The role of cytochrome P450 (CYP) enzymes was assessed in vitro utilizing human liver microsomes (HLM) and recombinant CYP enzymes. Additionally, the involvement of monoamine oxidases (MAOs) was examined. Mescaline’s metabolism in humans was explored by analyzing pharmacokinetic plasma samples obtained from 32 healthy volunteers who received oral doses of mescaline (100–800 mg). Samples were analyzed using LC-MS/MS.

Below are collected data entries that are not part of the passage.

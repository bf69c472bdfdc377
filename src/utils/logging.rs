/// 日志工具模块
///
/// 提供日志初始化、格式化和输出的辅助函数
use anyhow::Result;
use std::fs;
use std::io::Write;
use tracing::info;
use tracing_subscriber::EnvFilter;

use crate::config::Config;
use crate::models::WorkPlan;
use crate::workflow::RunProgress;

/// 初始化日志订阅器
///
/// 设置了 `RUST_LOG` 时以其为准，否则为 `info`（详细模式为 `debug`）
pub fn init(verbose: bool) {
    let default_level = if verbose { "debug" } else { "info" };
    let filter =
        EnvFilter::try_from_default_env().unwrap_or_else(|_| EnvFilter::new(default_level));

    // 重复初始化（如测试中）时忽略
    let _ = tracing_subscriber::fmt()
        .with_env_filter(filter)
        .with_target(false)
        .try_init();
}

/// 初始化日志文件
///
/// # 参数
/// - `log_file_path`: 日志文件路径
pub fn init_log_file(log_file_path: &str) -> Result<()> {
    let log_header = format!(
        "{}\n文档处理日志 - {}\n{}\n\n",
        "=".repeat(60),
        chrono::Local::now().format("%Y-%m-%d %H:%M:%S"),
        "=".repeat(60)
    );
    fs::write(log_file_path, log_header)?;
    Ok(())
}

/// 追加一行到日志文件
pub fn append_log_line(log_file_path: &str, line: &str) -> Result<()> {
    let mut file = fs::OpenOptions::new()
        .create(true)
        .append(true)
        .open(log_file_path)?;
    writeln!(
        file,
        "[{}] {}",
        chrono::Local::now().format("%H:%M:%S"),
        line
    )?;
    Ok(())
}

/// 记录程序启动信息
pub fn log_startup(config: &Config) {
    info!("{}", "=".repeat(60));
    info!("🚀 程序启动 - 文档逐页处理模式");
    info!("🌐 服务地址: {}", config.api_base_url);
    info!("📁 下载目录: {}", config.download_dir);
    info!("{}", "=".repeat(60));
}

/// 记录工作计划
pub fn log_plan(plan: &WorkPlan) {
    info!("\n{}", "─".repeat(60));
    info!(
        "📋 工作计划: {:?} 模式, {} 个文档, 共 {} 页",
        plan.mode(),
        plan.documents_total(),
        plan.total_pages()
    );
    for (index, entry) in plan.entries().iter().enumerate() {
        info!(
            "  [文档 {}] {} ({} 页)",
            index + 1,
            entry.document.name,
            entry.pages.len()
        );
    }
    info!("🤖 模型: {}, 温度: {}", plan.prompt().model, plan.prompt().temperature);
    info!("📤 输出: {}", plan.output());
    info!("{}", "─".repeat(60));
}

/// 打印最终统计信息
///
/// # 参数
/// - `progress`: 运行结束时的进度
/// - `outcome`: 最终结果描述（成功消息或错误）
/// - `log_file_path`: 日志文件路径
pub fn print_final_stats(progress: &RunProgress, outcome: &str, log_file_path: &str) {
    info!("\n{}", "=".repeat(60));
    info!("📊 处理完成统计");
    info!(
        "完成时间: {}",
        chrono::Local::now().format("%Y-%m-%d %H:%M:%S")
    );
    info!("{}", "=".repeat(60));
    info!(
        "📄 文档: {}/{}",
        progress.current_document_index, progress.documents_total
    );
    info!(
        "✅ 页面: {}/{} ({}%)",
        progress.overall_pages_done,
        progress.overall_pages_total,
        progress.percent()
    );
    info!("📌 结果: {}", outcome);
    info!("{}", "=".repeat(60));
    info!("\n日志已保存至: {}", log_file_path);
}

/// 截断长文本用于日志显示
///
/// # 参数
/// - `text`: 原始文本
/// - `max_len`: 最大字符数
///
/// # 返回
/// 返回截断后的文本，被截断时以 `...` 结尾
pub fn truncate_text(text: &str, max_len: usize) -> String {
    if text.chars().count() > max_len {
        text.chars().take(max_len).collect::<String>() + "..."
    } else {
        text.to_string()
    }
}

#[cfg(test)]
mod tests {
    use super::*;

    #[test]
    fn truncates_by_chars_not_bytes() {
        assert_eq!(truncate_text("你好世界", 2), "你好...");
        assert_eq!(truncate_text("short", 200), "short");
    }

    #[test]
    fn log_file_gets_header_and_lines() {
        let dir = tempfile::tempdir().unwrap();
        let path = dir.path().join("run_log.txt");
        let path = path.to_str().unwrap();

        init_log_file(path).unwrap();
        append_log_line(path, "完成 3/3 页").unwrap();

        let content = std::fs::read_to_string(path).unwrap();
        assert!(content.starts_with(&"=".repeat(60)));
        assert!(content.contains("文档处理日志"));
        assert!(content.trim_end().ends_with("完成 3/3 页"));
    }
}
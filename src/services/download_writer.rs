//! 结果文件写入 - 业务能力层
//!
//! 只负责"把下载的字节保存到本地"，不关心结果从哪来

use regex::Regex;
use std::path::PathBuf;
use std::sync::LazyLock;
use tokio::fs;
use tracing::debug;

/// 服务端没有给文件名时使用
pub const DEFAULT_FILENAME: &str = "gpt_responses.csv";

static UNSAFE_CHARS: LazyLock<Regex> =
    LazyLock::new(|| Regex::new(r"[^\w.\- ()]").expect("BUG: invalid UNSAFE_CHARS regex literal"));

/// 结果文件写入服务
pub struct DownloadWriter {
    download_dir: PathBuf,
}

impl DownloadWriter {
    /// 创建新的写入服务
    pub fn new(download_dir: impl Into<PathBuf>) -> Self {
        Self {
            download_dir: download_dir.into(),
        }
    }

    /// 保存文件，同名文件已存在时自动加序号，不覆盖
    ///
    /// # 返回
    /// 返回实际写入的路径
    pub async fn save(&self, filename: Option<&str>, bytes: &[u8]) -> std::io::Result<PathBuf> {
        fs::create_dir_all(&self.download_dir).await?;

        let name = sanitize_filename(filename.unwrap_or(DEFAULT_FILENAME));
        let path = self.available_path(&name).await;

        debug!("写入结果文件: {} ({} 字节)", path.display(), bytes.len());
        fs::write(&path, bytes).await?;

        Ok(path)
    }

    async fn available_path(&self, name: &str) -> PathBuf {
        let candidate = self.download_dir.join(name);
        if !fs::try_exists(&candidate).await.unwrap_or(false) {
            return candidate;
        }

        let (stem, ext) = match name.rsplit_once('.') {
            Some((stem, ext)) if !stem.is_empty() => (stem.to_string(), format!(".{}", ext)),
            _ => (name.to_string(), String::new()),
        };

        let mut n = 1;
        loop {
            let candidate = self.download_dir.join(format!("{} ({}){}", stem, n, ext));
            if !fs::try_exists(&candidate).await.unwrap_or(false) {
                return candidate;
            }
            n += 1;
        }
    }
}

/// 清理文件名：去掉目录部分，替换不安全字符
pub fn sanitize_filename(name: &str) -> String {
    let base = name.rsplit(|c| c == '/' || c == '\\').next().unwrap_or("").trim();

    let cleaned = UNSAFE_CHARS.replace_all(base, "_").to_string();

    if cleaned.trim_matches('.').is_empty() {
        DEFAULT_FILENAME.to_string()
    } else {
        cleaned
    }
}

Mescaline was not metabolized in the presence of HLM. However, recombinant CYP2D6 enzymes produced small amounts (<10 nM) of 3-desmethyl and 4-desmethyl mescaline but did not generate TMPAA or N-acetyl mescaline (NAM). Plasma sample analysis confirmed TMPAA as a major in vivo metabolite. Minor in vivo pathways included acetylation to NAM and demethylation to either 3-desmethyl or 4-desmethyl mescaline. Surprisingly, TMPAA was not found following incubations with MAO enzymes, indicating other involved enzymes. For instance, substantial fluctuation in NAM concentration suggests a potential involvement of polymorphic enzymes such as N-acetyl transferases.

In conclusion, TMPAA emerged as the primary in vivo metabolite, alongside minor metabolites like NAM and demethylated mescaline. Recombinant CYP2D6 produced small quantities of demethylated mescaline, confirming its involvement in this metabolic process. However, our in vitro results suggest that enzymes other than CYPs and MAOs are involved in mescaline’s metabolism.